The first recipient of the MBE we have met, Errollyn is an internationally-performed award-winning composer and songwriter. She takes inspiration from anywhere, even the noise of the cafe staff bashing the coffee pots around. "That might pop up later in a piece," she says.

Monday, 24 September 2007

Live shows.

Hello everybody!

Real quicky: as the project reaches its exciting last few weeks, we're going to be doing a weekly show at the Soho Theatre on Dean Street. The shows start on Monday 24th September and run weekly until Monday 22nd October. There's more information here.

If you're from a country we haven't yet found, then you can get to see the show FOR FREE! Email us on worldinonecity@hotmail.com to claim your tickets.

Keep checking the blog for more details about the show.

Friday, 21 September 2007

No.151: Rwanda

Full story to follow ...

Owen Powell - 21st September 2007

Mary runs SURF, the Survivors Fund for Rwandans who lived through the 1994 genocide. The organisation recently raised funds for a memorial centre in Rwanda where people's testimonies and stories can be recorded.

No.150: Togo

Full story to follow ...

Owen Powell - 21st September

Alexis, who lives and works (as a physiotherapist) near Twickenham, was a keen footballer when younger, and was picked in the Togo squad for the under 16s World Cup. "I was a thinker on the ball," he says. "I'd come off the pitch totally clean."

Thursday, 20 September 2007

No.149: Saudi Arabia

Full story to follow...

Alex Horne - 20th September 2007

At six foot five, Hussein is so far the tallest of our representatives. He was also one of the most relaxed.

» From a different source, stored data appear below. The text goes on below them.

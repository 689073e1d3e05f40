use std::sync::atomic::Ordering;
use std::sync::Arc;

use tokio::sync::watch;
use tracing::{debug, info, warn};

use crate::domain::DiscoveryError;
use crate::service::core::{EnrDiscoveryService, Session};
use crate::service::lookup::{run_lookup_loop, run_notification_listener};

impl EnrDiscoveryService {
    /// Start the engine and the background discovery tasks.
    ///
    /// No-op if already running. Returns once the engine is started; the
    /// lookup loop runs detached from the caller.
    ///
    /// # Errors
    ///
    /// `Engine` if the engine fails to start. The service stays stopped.
    pub async fn start(&self) -> Result<(), DiscoveryError> {
        let mut session = self.session.lock().await;
        if session.is_some() {
            debug!("[enr] start() ignored, already running");
            return Ok(());
        }

        self.inner.started.store(true, Ordering::SeqCst);
        if let Err(e) = self.inner.engine.start().await {
            self.inner.started.store(false, Ordering::SeqCst);
            warn!(error = %e, "[enr] Discovery engine failed to start");
            return Err(e.into());
        }

        let (shutdown_tx, shutdown_rx) = watch::channel(false);

        let discovered = self.inner.engine.subscribe_discovered();
        let notification_task = tokio::spawn(run_notification_listener(
            Arc::clone(&self.inner),
            discovered,
            shutdown_rx.clone(),
        ));
        let lookup_task = tokio::spawn(run_lookup_loop(Arc::clone(&self.inner), shutdown_rx));

        *session = Some(Session {
            shutdown_tx,
            lookup_task,
            notification_task,
        });

        info!(
            interval_ms = self.inner.lookup_interval.as_millis() as u64,
            "[enr] Discovery started"
        );
        Ok(())
    }

    /// Stop the background tasks and the engine.
    ///
    /// No-op if already stopped. The run flag is cleared first, then both
    /// tasks are cancelled and awaited before the engine is stopped, so no
    /// lookup-path event is published once this returns.
    ///
    /// # Errors
    ///
    /// `Engine` if the engine fails to stop. The service is stopped
    /// regardless.
    pub async fn stop(&self) -> Result<(), DiscoveryError> {
        let mut guard = self.session.lock().await;
        let Some(session) = guard.take() else {
            debug!("[enr] stop() ignored, not running");
            return Ok(());
        };

        self.inner.started.store(false, Ordering::SeqCst);
        let _ = session.shutdown_tx.send(true);

        for (name, task) in [
            ("lookup", session.lookup_task),
            ("notification", session.notification_task),
        ] {
            if let Err(e) = task.await {
                warn!(task = name, error = %e, "[enr] Background task ended abnormally");
            }
        }

        if let Err(e) = self.inner.engine.stop().await {
            warn!(error = %e, "[enr] Discovery engine failed to stop cleanly");
            return Err(e.into());
        }

        info!(stats = ?self.stats(), "[enr] Discovery stopped");
        Ok(())
    }

    /// Whether the service is running.
    pub fn is_started(&self) -> bool {
        self.inner.is_running()
    }
}
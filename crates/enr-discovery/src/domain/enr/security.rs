//! Identity key material carried by a record.
//!
//! SECURITY-CRITICAL: node identifiers are derived here.

use sha3::{Digest, Keccak256};

/// Compressed secp256k1 public key (33 bytes)
#[derive(Debug, Clone, Copy, PartialEq, Eq, Hash)]
pub struct PublicKey(pub [u8; 33]);

impl PublicKey {
    /// Create from bytes
    pub fn new(bytes: [u8; 33]) -> Self {
        Self(bytes)
    }

    /// Get as bytes
    pub fn as_bytes(&self) -> &[u8; 33] {
        &self.0
    }

    /// True when the prefix byte marks a compressed curve point.
    pub fn is_compressed(&self) -> bool {
        matches!(self.0[0], 0x02 | 0x03)
    }
}

/// ECDSA signature (64 bytes: r + s)
#[derive(Debug, Clone, Copy, PartialEq, Eq)]
pub struct Signature(pub [u8; 64]);

impl Signature {
    /// Create from bytes
    pub fn new(bytes: [u8; 64]) -> Self {
        Self(bytes)
    }

    /// Create an empty signature
    pub fn empty() -> Self {
        Self([0u8; 64])
    }

    /// Get as bytes
    pub fn as_bytes(&self) -> &[u8; 64] {
        &self.0
    }
}

/// Keccak-256 digest used for node identifier derivation.
pub fn keccak256(data: &[u8]) -> [u8; 32] {
    let mut out = [0u8; 32];
    out.copy_from_slice(&Keccak256::digest(data));
    out
}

When we met he was waiting to start a new job at KPMG so was happy to spend time telling me about a country that has no rivers or lakes and where a quarter of the population are foreign. 'If you trace the origins of the people in Jeddah', he told me, 'you won't find any Saudi people. There are a lot of expat workers, people from Iraq, Yemen, India, Sudan, Malta, Syria, Uzbekistan... In fact the El Saud Royal Family are the only actual Saudi family.'

No.148: Ecuador

Full story to follow...

Alex Horne - 20th September 2007

'People from our country like travelling', Christian told me. 'You'll find us anywhere in the world - even Alaska!'

During what turned out to be a tutorial in Ecuadorian history and geography, he also told me about the Chaskis, Ecuador's traditional postmen who delivered mail back in 1000AD before the wheel had reached South America. Travelling on foot, these runners would rest in tambos dotted along the way between Quito and Cotopaxi. When he's saved up enough money here in London, Christian plans to recreate fourteen of these hostels to provide shelter for the cyclists that now follow in the Chaskis' footsteps. 'That is my life goal', he said. 'There will be health service for emergencies, mechanical aid, solar cells and ecological eduation. This is my project. I think of nothing else.'

No.147: St Vincent and the Grenadines

Full story to follow...

Alex Horne - 20th September 2007

Gus left the Caribbean to join his parents in Essex when he was thirteen years old. That was about 1978 and his family was one of just two black families in the area. It was then that he made a conscious decision not to worry about what he has no control over.

In January he landed a job working for the Hong Kong government, effectively selling the island to the British. 'I didn't think I'd get it', he told me. 'I thought to myself, I'm clearly not from Hong Kong! But maybe that's a good thing for them. It says, 'we're international'. I guess it shows forward thinking.'

* St Vincent and the Grenadines, by the way, is the country whose name sounds most like a band.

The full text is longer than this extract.